**INSTRUCTIONS FOR THE TASK**
After finding the line with "filename crates/modelpick-hf/src/config.rs" in the data below, set down exactly each line through the one with "impl Default for", inclusive, and stop there.

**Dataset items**
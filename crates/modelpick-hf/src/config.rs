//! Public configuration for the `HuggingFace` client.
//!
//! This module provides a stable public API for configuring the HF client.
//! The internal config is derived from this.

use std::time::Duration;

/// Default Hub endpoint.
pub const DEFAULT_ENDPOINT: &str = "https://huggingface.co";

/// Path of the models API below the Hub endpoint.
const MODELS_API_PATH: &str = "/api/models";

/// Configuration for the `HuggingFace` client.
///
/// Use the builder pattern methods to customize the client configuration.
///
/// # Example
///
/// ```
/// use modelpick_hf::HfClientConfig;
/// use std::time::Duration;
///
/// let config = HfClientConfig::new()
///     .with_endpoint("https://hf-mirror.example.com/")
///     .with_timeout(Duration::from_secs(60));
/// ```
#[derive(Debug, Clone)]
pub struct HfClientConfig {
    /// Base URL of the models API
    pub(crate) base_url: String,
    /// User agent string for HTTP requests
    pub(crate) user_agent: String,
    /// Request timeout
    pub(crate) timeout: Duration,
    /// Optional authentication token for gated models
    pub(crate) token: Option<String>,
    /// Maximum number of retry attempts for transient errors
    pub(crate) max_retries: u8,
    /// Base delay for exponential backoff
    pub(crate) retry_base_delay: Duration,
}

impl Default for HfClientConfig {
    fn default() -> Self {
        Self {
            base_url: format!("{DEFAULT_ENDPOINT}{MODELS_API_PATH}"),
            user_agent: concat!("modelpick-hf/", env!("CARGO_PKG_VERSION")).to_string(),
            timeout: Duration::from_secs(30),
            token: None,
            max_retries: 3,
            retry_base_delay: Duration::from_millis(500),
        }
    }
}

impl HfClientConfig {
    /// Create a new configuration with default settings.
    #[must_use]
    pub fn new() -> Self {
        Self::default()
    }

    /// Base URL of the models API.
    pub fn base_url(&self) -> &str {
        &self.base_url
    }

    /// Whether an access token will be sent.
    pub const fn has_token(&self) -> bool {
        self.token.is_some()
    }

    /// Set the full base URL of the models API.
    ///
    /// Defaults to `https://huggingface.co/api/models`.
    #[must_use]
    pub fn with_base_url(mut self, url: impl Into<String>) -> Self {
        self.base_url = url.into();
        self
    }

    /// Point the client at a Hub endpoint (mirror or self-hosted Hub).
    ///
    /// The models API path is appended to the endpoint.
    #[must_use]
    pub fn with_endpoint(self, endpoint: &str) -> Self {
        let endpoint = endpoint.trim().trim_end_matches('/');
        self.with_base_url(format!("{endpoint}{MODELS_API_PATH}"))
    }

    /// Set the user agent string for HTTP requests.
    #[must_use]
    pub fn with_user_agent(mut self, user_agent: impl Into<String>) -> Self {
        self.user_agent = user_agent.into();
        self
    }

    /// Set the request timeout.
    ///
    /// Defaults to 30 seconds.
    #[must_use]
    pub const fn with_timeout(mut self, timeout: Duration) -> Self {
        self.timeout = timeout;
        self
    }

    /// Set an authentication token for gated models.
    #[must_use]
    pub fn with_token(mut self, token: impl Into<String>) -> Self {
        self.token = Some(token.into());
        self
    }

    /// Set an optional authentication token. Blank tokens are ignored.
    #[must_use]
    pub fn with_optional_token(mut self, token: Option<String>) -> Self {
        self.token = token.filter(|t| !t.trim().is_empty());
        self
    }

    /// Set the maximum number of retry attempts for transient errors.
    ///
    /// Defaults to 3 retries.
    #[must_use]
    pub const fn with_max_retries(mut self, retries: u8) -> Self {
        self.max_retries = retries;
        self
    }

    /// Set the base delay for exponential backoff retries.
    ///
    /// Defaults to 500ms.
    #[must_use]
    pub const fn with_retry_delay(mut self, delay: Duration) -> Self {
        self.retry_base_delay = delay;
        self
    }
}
--
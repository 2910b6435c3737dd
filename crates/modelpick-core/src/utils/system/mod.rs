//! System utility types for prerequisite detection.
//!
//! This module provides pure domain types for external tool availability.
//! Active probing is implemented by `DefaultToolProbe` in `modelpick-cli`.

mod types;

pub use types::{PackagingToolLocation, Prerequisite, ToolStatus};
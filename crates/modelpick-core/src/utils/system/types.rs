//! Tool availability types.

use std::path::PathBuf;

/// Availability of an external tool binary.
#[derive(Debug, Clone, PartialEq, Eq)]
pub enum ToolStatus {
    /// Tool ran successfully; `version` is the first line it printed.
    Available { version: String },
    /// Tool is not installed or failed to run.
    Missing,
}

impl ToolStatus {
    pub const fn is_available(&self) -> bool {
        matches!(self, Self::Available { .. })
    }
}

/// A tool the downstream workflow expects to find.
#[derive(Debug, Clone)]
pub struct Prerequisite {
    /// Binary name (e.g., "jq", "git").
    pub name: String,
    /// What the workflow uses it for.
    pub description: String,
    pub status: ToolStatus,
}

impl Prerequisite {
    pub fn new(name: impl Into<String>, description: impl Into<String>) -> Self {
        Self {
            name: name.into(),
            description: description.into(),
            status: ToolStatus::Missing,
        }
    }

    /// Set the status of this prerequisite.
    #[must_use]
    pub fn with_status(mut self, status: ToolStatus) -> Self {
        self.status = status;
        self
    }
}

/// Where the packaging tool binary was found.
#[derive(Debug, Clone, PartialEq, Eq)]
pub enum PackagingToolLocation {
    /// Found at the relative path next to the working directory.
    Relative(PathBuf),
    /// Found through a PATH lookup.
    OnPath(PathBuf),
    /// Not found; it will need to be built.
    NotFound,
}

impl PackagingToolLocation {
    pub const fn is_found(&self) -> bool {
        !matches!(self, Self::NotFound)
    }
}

**SOLUTION FOR THIS PROBLEM**
filename crates/modelpick-hf/src/config.rs
//! Public configuration for the `HuggingFace` client.
//!
//! This module provides a stable public API for configuring the HF client.
//! The internal config is derived from this.

use std::time::Duration;

/// Default Hub endpoint.
pub const DEFAULT_ENDPOINT: &str = "https://huggingface.co";

/// Path of the models API below the Hub endpoint.
const MODELS_API_PATH: &str = "/api/models";

/// Configuration for the `HuggingFace` client.
///
/// Use the builder pattern methods to customize the client configuration.
///
/// # Example
///
/// ```
/// use modelpick_hf::HfClientConfig;
/// use std::time::Duration;
///
/// let config = HfClientConfig::new()
///     .with_endpoint("https://hf-mirror.example.com/")
///     .with_timeout(Duration::from_secs(60));
/// ```
#[derive(Debug, Clone)]
pub struct HfClientConfig {
    /// Base URL of the models API
    pub(crate) base_url: String,
    /// User agent string for HTTP requests
    pub(crate) user_agent: String,
    /// Request timeout
    pub(crate) timeout: Duration,
    /// Optional authentication token for gated models
    pub(crate) token: Option<String>,
    /// Maximum number of retry attempts for transient errors
    pub(crate) max_retries: u8,
    /// Base delay for exponential backoff
    pub(crate) retry_base_delay: Duration,
}

impl Default for HfClientConfig {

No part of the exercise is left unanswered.